There.com, one of the big players in the virtual world market (?), has been contracted by the US Army to build a "second Earth."
"...the Army needs a high-level training, mission-rehearsal and analytic capability for long-duration, asymmetric operations such as we're in the middle of today in Afghanistan, Iraq and other places. A capability that focuses on human interaction more than armor, artillery and helicopters. And most importantly, a capability that enables the Army to train in a virtual environment with the other services, with other governmental agencies and with our coalition partners. That's what we're working on with the Army, and it's a challenging and important goal."
More here and (particularly) here. The aforementioned Terra Nova has some interesting discussion regarding this too.

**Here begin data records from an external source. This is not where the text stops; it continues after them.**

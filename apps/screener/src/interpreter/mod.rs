//! Criteria Interpreter — turns a free-text hiring brief into structured
//! search criteria.
//!
//! The transformation is deterministic and pure: identical brief text yields
//! byte-identical `CriteriaBundle` and `SearchPayload` (ordered collections
//! throughout). The stage sits behind [`BriefInterpreter`] so a higher-fidelity
//! model-backed implementation can replace [`HeuristicInterpreter`] without
//! touching downstream stages.

use std::collections::{BTreeMap, BTreeSet};
use std::fmt;

use async_trait::async_trait;
use serde::{Deserialize, Serialize};

use crate::errors::InterpretError;

pub mod vocabulary;

pub use vocabulary::Vocabulary;

/// Seniority ladder, ordered from most junior to most senior.
#[derive(
    Debug, Clone, Copy, PartialEq, Eq, PartialOrd, Ord, Serialize, Deserialize,
)]
#[serde(rename_all = "lowercase")]
pub enum Seniority {
    Junior,
    Mid,
    Senior,
    Staff,
    Principal,
}

impl fmt::Display for Seniority {
    fn fmt(&self, f: &mut fmt::Formatter<'_>) -> fmt::Result {
        let label = match self {
            Seniority::Junior => "junior",
            Seniority::Mid => "mid",
            Seniority::Senior => "senior",
            Seniority::Staff => "staff",
            Seniority::Principal => "principal",
        };
        f.write_str(label)
    }
}

/// Structured representation of a hiring brief. Immutable once produced;
/// every field derives solely from the input text.
#[derive(Debug, Clone, PartialEq, Serialize, Deserialize)]
pub struct CriteriaBundle {
    /// Canonical skill slugs the candidate must have. Never empty if the
    /// brief names any skill.
    pub required: BTreeSet<String>,
    /// Canonical skill slugs that are nice to have.
    pub preferred: BTreeSet<String>,
    pub min_seniority: Option<Seniority>,
    pub location: Option<String>,
    /// Other structured filters (e.g. workplace=remote).
    pub filters: BTreeMap<String, String>,
    /// The normalized brief the bundle was derived from, kept for audit.
    pub source_brief: String,
}

/// Query shape handed to the crawler capability. Pure function of the bundle.
#[derive(Debug, Clone, PartialEq, Serialize, Deserialize)]
pub struct SearchPayload {
    /// Ordered query terms (canonical skill slugs, lexicographic).
    pub query_terms: Vec<String>,
    pub filters: BTreeMap<String, String>,
    /// Result cap for the whole search.
    pub page_size: usize,
}

/// Output pair of one interpretation.
#[derive(Debug, Clone, PartialEq)]
pub struct Interpretation {
    pub bundle: CriteriaBundle,
    pub payload: SearchPayload,
}

/// The interpreter seam. Carried as `Arc<dyn BriefInterpreter>` and resolved
/// once at startup.
#[async_trait]
pub trait BriefInterpreter: Send + Sync {
    async fn interpret(&self, brief: &str) -> Result<Interpretation, InterpretError>;
}

/// Default deterministic interpreter: tokenizes the brief and matches tokens
/// (and two-token phrases) against a configurable vocabulary of skill,
/// seniority, and location markers. No network, no model, no invention —
/// a skill lands in the bundle only if the brief names it.
pub struct HeuristicInterpreter {
    vocabulary: Vocabulary,
    page_size: usize,
}

/// Which bucket a brief segment feeds skills into.
#[derive(Debug, Clone, Copy, PartialEq, Eq)]
enum SkillBucket {
    Required,
    Preferred,
}

impl HeuristicInterpreter {
    pub fn new(vocabulary: Vocabulary, page_size: usize) -> Self {
        Self {
            vocabulary,
            page_size,
        }
    }

    fn build_bundle(&self, brief: &str) -> CriteriaBundle {
        let normalized = normalize_whitespace(brief);
        let lowered = normalized.to_lowercase();

        let mut required = BTreeSet::new();
        let mut preferred = BTreeSet::new();

        for (bucket, segment) in split_segments(&lowered) {
            let tokens = tokenize(segment);
            for slug in self.vocabulary.match_skills(&tokens) {
                match bucket {
                    SkillBucket::Required => {
                        required.insert(slug);
                    }
                    SkillBucket::Preferred => {
                        preferred.insert(slug);
                    }
                }
            }
        }
        // A skill listed as required wins over a preferred mention.
        preferred.retain(|s| !required.contains(s));

        let all_tokens = tokenize(&lowered);
        let min_seniority = self.vocabulary.match_seniority(&all_tokens);
        let location = self.vocabulary.match_location(&all_tokens);

        let mut filters = BTreeMap::new();
        if all_tokens.iter().any(|t| t == "remote") {
            filters.insert("workplace".to_string(), "remote".to_string());
        }

        CriteriaBundle {
            required,
            preferred,
            min_seniority,
            location,
            filters,
            source_brief: normalized,
        }
    }

    fn build_payload(&self, bundle: &CriteriaBundle) -> SearchPayload {
        // Low-signal bundles fall back to preferred skills for query terms;
        // an empty term list with seniority/location filters is still valid.
        let query_terms: Vec<String> = if bundle.required.is_empty() {
            bundle.preferred.iter().cloned().collect()
        } else {
            bundle.required.iter().cloned().collect()
        };

        let mut filters = bundle.filters.clone();
        if let Some(seniority) = bundle.min_seniority {
            filters.insert("seniority".to_string(), seniority.to_string());
        }
        if let Some(location) = &bundle.location {
            filters.insert("location".to_string(), location.to_lowercase());
        }

        SearchPayload {
            query_terms,
            filters,
            page_size: self.page_size,
        }
    }
}

#[async_trait]
impl BriefInterpreter for HeuristicInterpreter {
    async fn interpret(&self, brief: &str) -> Result<Interpretation, InterpretError> {
        if brief.trim().is_empty() {
            return Err(InterpretError::EmptyBrief);
        }
        let bundle = self.build_bundle(brief);
        let payload = self.build_payload(&bundle);
        Ok(Interpretation { bundle, payload })
    }
}

fn normalize_whitespace(text: &str) -> String {
    text.split_whitespace().collect::<Vec<_>>().join(" ")
}

/// Splits a lowercased brief into labeled segments. Text before the first
/// label is unlabeled and counts as required — a brief that just says
/// "Go engineer" requires Go.
fn split_segments(lowered: &str) -> Vec<(SkillBucket, &str)> {
    const LABELS: [(&str, SkillBucket); 4] = [
        ("required:", SkillBucket::Required),
        ("must have:", SkillBucket::Required),
        ("preferred:", SkillBucket::Preferred),
        ("nice to have:", SkillBucket::Preferred),
    ];

    let mut marks: Vec<(usize, usize, SkillBucket)> = Vec::new();
    for (label, bucket) in LABELS {
        let mut from = 0;
        while let Some(pos) = lowered[from..].find(label) {
            let at = from + pos;
            marks.push((at, at + label.len(), bucket));
            from = at + label.len();
        }
    }
    marks.sort_by_key(|(start, _, _)| *start);

    let mut segments = Vec::new();
    let head_end = marks.first().map_or(lowered.len(), |(start, _, _)| *start);
    if head_end > 0 {
        segments.push((SkillBucket::Required, &lowered[..head_end]));
    }
    for (i, (_, body_start, bucket)) in marks.iter().enumerate() {
        let body_end = marks
            .get(i + 1)
            .map_or(lowered.len(), |(next_start, _, _)| *next_start);
        segments.push((*bucket, &lowered[*body_start..body_end]));
    }
    segments
}

/// Splits on separators while keeping intra-token symbols that matter for
/// skill names (`c++`, `c#`, `ci/cd`, `.net`).
fn tokenize(segment: &str) -> Vec<String> {
    segment
        .split(|c: char| c.is_whitespace() || matches!(c, ',' | ';' | '(' | ')' | '|' | '•'))
        .map(|t| t.trim_matches(|c: char| matches!(c, '.' | ':' | '!' | '?' | '"' | '\'')))
        .filter(|t| !t.is_empty())
        .map(str::to_string)
        .collect()
}

#[cfg(test)]
mod tests {
    use super::*;

    fn interpreter() -> HeuristicInterpreter {
        HeuristicInterpreter::new(Vocabulary::builtin(), 20)
    }

    async fn interpret(brief: &str) -> Interpretation {
        interpreter().interpret(brief).await.unwrap()
    }

    const BERLIN_BRIEF: &str =
        "Senior Go engineer, Berlin, required: Go, Kubernetes; preferred: Rust";

    #[tokio::test]
    async fn test_berlin_brief_scenario() {
        let out = interpret(BERLIN_BRIEF).await;
        let bundle = &out.bundle;

        let required: Vec<&str> = bundle.required.iter().map(String::as_str).collect();
        let preferred: Vec<&str> = bundle.preferred.iter().map(String::as_str).collect();
        assert_eq!(required, vec!["go", "kubernetes"]);
        assert_eq!(preferred, vec!["rust"]);
        assert_eq!(bundle.min_seniority, Some(Seniority::Senior));
        assert_eq!(bundle.location.as_deref(), Some("Berlin"));
    }

    #[tokio::test]
    async fn test_identical_briefs_yield_byte_identical_output() {
        let a = interpret(BERLIN_BRIEF).await;
        let b = interpret(BERLIN_BRIEF).await;

        let bundle_a = serde_json::to_vec(&a.bundle).unwrap();
        let bundle_b = serde_json::to_vec(&b.bundle).unwrap();
        assert_eq!(bundle_a, bundle_b);

        let payload_a = serde_json::to_vec(&a.payload).unwrap();
        let payload_b = serde_json::to_vec(&b.payload).unwrap();
        assert_eq!(payload_a, payload_b);
    }

    #[tokio::test]
    async fn test_payload_is_pure_function_of_bundle() {
        let out = interpret(BERLIN_BRIEF).await;
        assert_eq!(out.payload.query_terms, vec!["go", "kubernetes"]);
        assert_eq!(
            out.payload.filters.get("seniority").map(String::as_str),
            Some("senior")
        );
        assert_eq!(
            out.payload.filters.get("location").map(String::as_str),
            Some("berlin")
        );
        assert_eq!(out.payload.page_size, 20);
    }

    #[tokio::test]
    async fn test_no_skill_markers_is_valid_low_signal_bundle() {
        let out = interpret("Senior person for our Berlin office").await;
        assert!(out.bundle.required.is_empty());
        assert!(out.bundle.preferred.is_empty());
        assert_eq!(out.bundle.min_seniority, Some(Seniority::Senior));
        assert_eq!(out.bundle.location.as_deref(), Some("Berlin"));
        // Payload still carries the structured filters.
        assert!(out.payload.query_terms.is_empty());
        assert!(out.payload.filters.contains_key("seniority"));
    }

    #[tokio::test]
    async fn test_empty_brief_is_an_error() {
        let err = interpreter().interpret("   \n  ").await.unwrap_err();
        assert!(matches!(err, InterpretError::EmptyBrief));
    }

    #[tokio::test]
    async fn test_aliases_map_to_canonical_slugs() {
        let out = interpret("Golang and k8s engineer, js a plus").await;
        assert!(out.bundle.required.contains("go"));
        assert!(out.bundle.required.contains("kubernetes"));
        assert!(out.bundle.required.contains("javascript"));
    }

    #[tokio::test]
    async fn test_required_mention_wins_over_preferred() {
        let out = interpret("required: Rust; nice to have: Rust, Docker").await;
        assert!(out.bundle.required.contains("rust"));
        assert!(!out.bundle.preferred.contains("rust"));
        assert!(out.bundle.preferred.contains("docker"));
    }

    #[tokio::test]
    async fn test_remote_becomes_structured_filter() {
        let out = interpret("Remote Python engineer").await;
        assert_eq!(
            out.bundle.filters.get("workplace").map(String::as_str),
            Some("remote")
        );
    }

    #[tokio::test]
    async fn test_unlabeled_skills_are_required() {
        let out = interpret("Python engineer with Docker").await;
        assert!(out.bundle.required.contains("python"));
        assert!(out.bundle.required.contains("docker"));
        assert!(out.bundle.preferred.is_empty());
    }

    #[test]
    fn test_tokenize_keeps_skill_symbols() {
        let tokens = tokenize("c++, c#; ci/cd (docker) .net");
        assert_eq!(tokens, vec!["c++", "c#", "ci/cd", "docker", "net"]);
    }

    #[test]
    fn test_seniority_ordering() {
        assert!(Seniority::Junior < Seniority::Mid);
        assert!(Seniority::Senior < Seniority::Principal);
    }
}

I suspect such things will be most useful in the near term really only for training/simulating bureacratic procedures and anything beyond that is gravy. And perhaps a kind of spatial orienteering. Near term.

Sunday, February 22, 2004

The Underwhelming Theorist and Other Morsels


Alex Golub has provided a nice evening of reading. Here are some jumping off points...

Rage Against the Academe:
The point is not that the underwhelming theorist is a bad person. He's a nice guy who's a good teacher and - as I mentioned above - a jaw-droppingly detailed ethnographer. Nor is the point that jaw-droppingly detailed ethnography is a bad thing. On the contrary - it's a fantastic thing. The point is that the guy is doing something he's lousy at and he's producing stuff that is of no use to anyone (instead of more of the stuff we all want from him - detailed ethnography). He'll never realize it and no one will ever tell him. About the only people who get really worked up about it are young Turk graduate students hell-bent on a mission to tell the world about their dissertation topic and enraged at the mishandling of the theoretical issues of concern to them (i.e. me). But we can't say anything because it means not getting to be in his edited volumes or funded through his workshops. And if we say 'fuck it' and don't pull our punches, we end up looking like rabid assholes: "Why are these young hotshot bigheaded kids being such assholes to Mr. Established and Friendly If Slightly Mislead About His Own Level Of Theoretical Importance? They must be a bunch of cocksuckers." Which, again, is not to say we're not rabid assholes, merely to say that in addition to this personal characteristic we have the additional quality of being correct. To us, Practice Theory looks like Bourdieu's application to anthropology of Heidegger's critique of intentional consciousness as developed in the first division of Being and Time, and given the fact that both Heidegger and Bakhtin were reacting against the neo-Kantianism of the Southwest German School, we could develop a very effective theoretical rapprochement between Bourdieu and Bakhtin through the analytic lens of a critique of subjectivity which could in turn really get us far towards a re-analysis of the literature on Melanesian selfhood developed by Marilyn Strathern which reaches for alternatives to individualism by reifying Melanesian 'dividualism' instead of unearthing alternative streams of thought within our own philosophy of subjectivity and then relating these to indigenous notions of person and group. So fuck you and your practice theory basket weaving.
On a personal note, the above speaks to me profoundly, the difference between ethnographer and anthropologist being a topic of some recent argument.

And, "My country is being run like The Minority Report, except without the Precogs."

And, "The most appropriate way to understand the enormous aethetic potential of video games, and in particular first person shooters, is through the lens of theoretical frameworks provided by Paul Ricoeur and Jurgen Habermas."

He also gets a bit of a dig at Valeri, which I found a little funny.

And his AAA piece is interesting: "It is ironic to note that now, a century and a half after Frazer, American proponents of strict intellectual property and copyright laws appear to operate on principles that are almost eerily similar to those described in the Golden Bough."

Wow, it's late.


Saturday, February 21, 2004

Orkut Data Mining


Georeferenced Orkut users here. Search by lat/long or zip code.